Start of INPUT FOR THIS TASK

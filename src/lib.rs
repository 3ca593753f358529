//! Layered composition and edit history for product mockups.
//!
//! An [`EditorSession`] holds one base image with its live filters, text and
//! overlay layers, crop box and selection mask. Commits flatten those into a
//! new PNG through [`compose::bake`] and record it in an undo/redo history.

pub mod compose;
pub mod error;
pub mod filters;
pub mod history;
pub mod image_store;
pub mod layers;
pub mod project;
pub mod state;
pub mod text;
pub mod tools;
pub mod variations;

pub use compose::Scale;
pub use error::{EditorError, Result};
pub use filters::{FilterKind, FilterState};
pub use history::EditHistory;
pub use image_store::{ImageBuffer, ImageStore, MimeType};
pub use layers::{LayerId, LayerKind, OverlayPatch, Selection, TextLayer, TextPatch};
pub use project::{AspectRatio, ImageSynthesizer, Project, ProjectStore};
pub use state::{DragTarget, EditorSession, EditorSettings};
pub use text::FontFamily;
pub use tools::{HandleType, ToolState};
pub use variations::VariationStore;
impl Default for EditorSettings {
    fn default() -> Self {
        Self {
            min_box_size: 20.0,
            crop_initial_fraction: 0.6,
            handle_size: 8.0,
            text_resize_sensitivity: 0.5,
            min_font_size: 8.0,
            max_font_size: 200.0,
            default_text: "Your Text Here".to_string(),
            default_text_color: Rgba([0x18, 0x18, 0x1b, 255]),
            default_font_size: 40.0,
            default_font: FontFamily::Arial,
            default_layer_position: pos2(50.0, 50.0),
            overlay_width_fraction: 0.3,
            min_brush_width: 10.0,
            max_brush_width: 100.0,
            default_brush_width: 40.0,
            variation_count: 3,
        }
    }
}

impl EditorSettings {
    pub fn default_text_layer(&self) -> TextLayer {
        TextLayer {
            content: self.default_text.clone(),
            color: self.default_text_color,
            font_size: self.default_font_size,
            font: self.default_font,
            position: self.default_layer_position,
        }
    }
}

/// What a pointer drag is acting on.
#[derive(Clone, Copy, PartialEq, Eq, Debug)]
pub enum DragTarget {
    Crop,
    Layer(LayerId),
    MaskStroke,
}

/// One pointer-down to pointer-up interaction.
#[derive(Clone, Copy, Debug)]
pub struct DragSession {
    pub target: DragTarget,
    pub handle: HandleType,
    pub start_pointer: Pos2,
    /// Box of the dragged element when the drag began.
    pub start_rect: Rect,
    pub start_font_size: f32,
}

/// Editing session for one base image.
pub struct EditorSession {
    pub settings: EditorSettings,
    history: EditHistory,
    display_size: Vec2,
    filters: FilterState,
    layers: LayerStack,
    tool: ToolState,
    brush_width: f32,
    mask: Option<ImageBuffer>,
    drag: Option<DragSession>,
}
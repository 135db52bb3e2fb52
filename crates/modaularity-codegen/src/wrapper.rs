//! Names and source layout shared by synthesized wrapper types.

use std::fmt;
use std::sync::Arc;

/// Imports placed ahead of every generated source file.
pub const STANDARD_IMPORTS: &[&str] = &[
    "std::collections::HashMap",
    "std::fmt",
    "std::sync::Arc",
];

pub const DEFAULT_NAMESPACE: &str = "GeneratedNamespace";
pub const DEFAULT_TYPE_NAME: &str = "GeneratedType";
pub const DEFAULT_METHOD_NAME: &str = "Run";

/// Computes one wrapper name from the configured names.
pub type NameGenerator = Arc<dyn Fn(&WrapperNames) -> String + Send + Sync>;

/// Namespace, type and method names of a synthesized wrapper.
///
/// Each name can be replaced by a generator; generators see the configured
/// names.
#[derive(Clone)]
pub struct WrapperNames {
    pub namespace: String,
    pub type_name: String,
    pub method: String,
    namespace_generator: Option<NameGenerator>,
    type_generator: Option<NameGenerator>,
    method_generator: Option<NameGenerator>,
}

impl Default for WrapperNames {
    fn default() -> Self {
        Self {
            namespace: DEFAULT_NAMESPACE.to_string(),
            type_name: DEFAULT_TYPE_NAME.to_string(),
            method: DEFAULT_METHOD_NAME.to_string(),
            namespace_generator: None,
            type_generator: None,
            method_generator: None,
        }
    }
}

impl WrapperNames {
    pub fn new() -> Self {
        Self::default()
    }

    pub fn with_namespace(mut self, namespace: impl Into<String>) -> Self {
        self.namespace = namespace.into();
        self
    }

    pub fn with_type_name(mut self, type_name: impl Into<String>) -> Self {
        self.type_name = type_name.into();
        self
    }

    pub fn with_method(mut self, method: impl Into<String>) -> Self {
        self.method = method.into();
        self
    }

    pub fn with_namespace_generator<F>(mut self, generator: F) -> Self
    where
        F: Fn(&WrapperNames) -> String + Send + Sync + 'static,
    {
        self.namespace_generator = Some(Arc::new(generator));
        self
    }

    pub fn with_type_generator<F>(mut self, generator: F) -> Self
    where
        F: Fn(&WrapperNames) -> String + Send + Sync + 'static,
    {
        self.type_generator = Some(Arc::new(generator));
        self
    }

    pub fn with_method_generator<F>(mut self, generator: F) -> Self
    where
        F: Fn(&WrapperNames) -> String + Send + Sync + 'static,
    {
        self.method_generator = Some(Arc::new(generator));
        self
    }

    pub fn resolved_namespace(&self) -> String {
        match &self.namespace_generator {
            Some(generator) => generator(self),
            None => self.namespace.clone(),
        }
    }

    pub fn resolved_type_name(&self) -> String {
        match &self.type_generator {
            Some(generator) => generator(self),
            None => self.type_name.clone(),
        }
    }

    pub fn resolved_method(&self) -> String {
        match &self.method_generator {
            Some(generator) => generator(self),
            None => self.method.clone(),
        }
    }
}

impl fmt::Debug for WrapperNames {
    fn fmt(&self, f: &mut fmt::Formatter<'_>) -> fmt::Result {
        f.debug_struct("WrapperNames")
            .field("namespace", &self.resolved_namespace())
            .field("type_name", &self.resolved_type_name())
            .field("method", &self.resolved_method())
            .finish()
    }
}

/// Indentation-aware builder for generated source.
#[derive(Debug, Default)]
pub struct SourceWriter {
    out: String,
    depth: usize,
}

impl SourceWriter {
    pub fn new() -> Self {
        Self::default()
    }

    /// `use` lines for the standard and `additional` imports.
    pub fn imports(&mut self, additional: &[String]) -> &mut Self {
        for import in STANDARD_IMPORTS.iter().copied().chain(additional.iter().map(String::as_str)) {
            self.line(format!("use {};", import.trim_end_matches(';')));
        }
        self.blank()
    }

    /// Append `text`, indenting each of its lines.
    pub fn line(&mut self, text: impl AsRef<str>) -> &mut Self {
        for line in text.as_ref().lines() {
            if line.trim().is_empty() {
                self.out.push('\n');
                continue;
            }
            self.out.push_str(&"    ".repeat(self.depth));
            self.out.push_str(line.trim_end());
            self.out.push('\n');
        }
        self
    }

    pub fn blank(&mut self) -> &mut Self {
        self.out.push('\n');
        self
    }

    /// `header {` and indent.
    pub fn open(&mut self, header: impl AsRef<str>) -> &mut Self {
        self.line(format!("{} {{", header.as_ref()));
        self.depth += 1;
        self
    }

    /// Dedent and `}`.
    pub fn close(&mut self) -> &mut Self {
        self.depth = self.depth.saturating_sub(1);
        self.line("}")
    }

    /// Open one `mod` per segment of `namespace`, returning how many were
    /// opened.
    pub fn open_namespace(&mut self, namespace: &str) -> usize {
        let segments: Vec<&str> = namespace
            .split("::")
            .map(str::trim)
            .filter(|segment| !segment.is_empty())
            .collect();
        for segment in &segments {
            self.open(format!("mod {}", segment));
        }
        segments.len()
    }

    pub fn finish(self) -> String {
        self.out
    }
}
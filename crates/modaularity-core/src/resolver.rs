//! Type resolution across binaries.

use std::collections::HashSet;
use std::sync::Arc;

use crate::binary::{Binary, ModuleType, TypeRef};
use crate::host::HostEnvironment;

/// Resolves binaries and types by name on behalf of the criteria engine.
///
/// Implemented by the isolated [`LoadContext`](crate::context::LoadContext),
/// the metadata-only [`MetadataContext`](crate::context::MetadataContext) and
/// [`BinaryScope`].
pub trait TypeResolver: Send + Sync {
    /// Find a binary by name, loading it if the resolver's policy allows.
    fn find_binary(&self, name: &str) -> Option<Arc<Binary>>;

    /// Resolve a type reference to a concrete declaration.
    fn find_type(&self, type_ref: &TypeRef) -> Option<ModuleType> {
        let binary = self.find_binary(&type_ref.binary)?;
        let descriptor = binary.find_type(&type_ref.full_name)?;
        Some(ModuleType::new(binary, descriptor))
    }
}

/// Resolver over a single binary and its references, falling back to the
/// host.
pub struct BinaryScope {
    binary: Arc<Binary>,
    references: Vec<Arc<Binary>>,
    host: Option<Arc<HostEnvironment>>,
}

impl BinaryScope {
    pub fn new(binary: Arc<Binary>, host: Option<Arc<HostEnvironment>>) -> Self {
        Self {
            binary,
            references: Vec::new(),
            host,
        }
    }

    /// Binaries visible to this scope only; the host is left untouched.
    pub fn with_references(mut self, references: Vec<Arc<Binary>>) -> Self {
        self.references = references;
        self
    }
}

impl TypeResolver for BinaryScope {
    fn find_binary(&self, name: &str) -> Option<Arc<Binary>> {
        std::iter::once(&self.binary)
            .chain(self.references.iter())
            .find(|binary| binary.name().eq_ignore_ascii_case(name))
            .cloned()
            .or_else(|| self.host.as_ref().and_then(|host| host.try_load(name)))
    }
}

/// Whether `candidate` is `target` itself or derives from / implements it.
///
/// Base types and interfaces are followed transitively through `resolver`;
/// references that cannot be resolved end that branch of the walk.
pub fn is_assignable_to(candidate: &ModuleType, target: &ModuleType, resolver: &dyn TypeResolver) -> bool {
    let mut visited: HashSet<TypeRef> = HashSet::new();
    let mut pending = vec![candidate.clone()];

    while let Some(current) = pending.pop() {
        if current.is_same(target) {
            return true;
        }
        if !visited.insert(current.type_ref()) {
            continue;
        }

        let descriptor = current.descriptor();
        for parent in descriptor.base_types.iter().chain(descriptor.interfaces.iter()) {
            match resolver.find_type(parent) {
                Some(resolved) => pending.push(resolved),
                None => {
                    tracing::debug!(type_ref = %parent, "Unresolved base type while checking assignability");
                }
            }
        }
    }

    false
}

#[cfg(test)]
mod tests {
    use super::*;
    use crate::binary::{BinaryImage, TypeDescriptor};

    fn binary(image: BinaryImage) -> Arc<Binary> {
        Arc::new(Binary::from_image(image, None, None))
    }

    #[test]
    fn test_assignability_follows_chain_across_binaries() {
        let host = Arc::new(HostEnvironment::new("/nonexistent"));
        host.register(Binary::from_image(
            BinaryImage::builder("Contracts")
                .with_type(TypeDescriptor::new("contracts", "IOperator").interface())
                .build(),
            None,
            None,
        ));

        let plugin = binary(
            BinaryImage::builder("Ops")
                .with_type(
                    TypeDescriptor::new("ops", "OperatorBase")
                        .abstract_type()
                        .with_interface(TypeRef::new("Contracts", "contracts::IOperator")),
                )
                .with_type(
                    TypeDescriptor::new("ops", "Sum").with_base(TypeRef::new("Ops", "ops::OperatorBase")),
                )
                .build(),
        );
        let scope = BinaryScope::new(Arc::clone(&plugin), Some(host));

        let sum = scope.find_type(&TypeRef::new("Ops", "ops::Sum")).unwrap();
        let base = scope.find_type(&TypeRef::new("Ops", "ops::OperatorBase")).unwrap();
        let contract = scope
            .find_type(&TypeRef::new("Contracts", "contracts::IOperator"))
            .unwrap();

        assert!(is_assignable_to(&sum, &sum, &scope));
        assert!(is_assignable_to(&sum, &base, &scope));
        assert!(is_assignable_to(&sum, &contract, &scope));
        assert!(!is_assignable_to(&base, &sum, &scope));
    }

    #[test]
    fn test_cyclic_declarations_terminate() {
        let plugin = binary(
            BinaryImage::builder("Loop")
                .with_type(TypeDescriptor::new("l", "A").with_base(TypeRef::new("Loop", "l::B")))
                .with_type(TypeDescriptor::new("l", "B").with_base(TypeRef::new("Loop", "l::A")))
                .with_type(TypeDescriptor::new("l", "C"))
                .build(),
        );
        let scope = BinaryScope::new(plugin, None);
        let a = scope.find_type(&TypeRef::new("Loop", "l::A")).unwrap();
        let c = scope.find_type(&TypeRef::new("Loop", "l::C")).unwrap();
        assert!(!is_assignable_to(&a, &c, &scope));
    }
}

End of INPUT FOR THIS TASK

REQUIRED ACTION -
From the entries above, show each line that includes the string "repository".

TASK RESPONSE -
repository 3ca593753f358529
repository 135db52bb3e2fb52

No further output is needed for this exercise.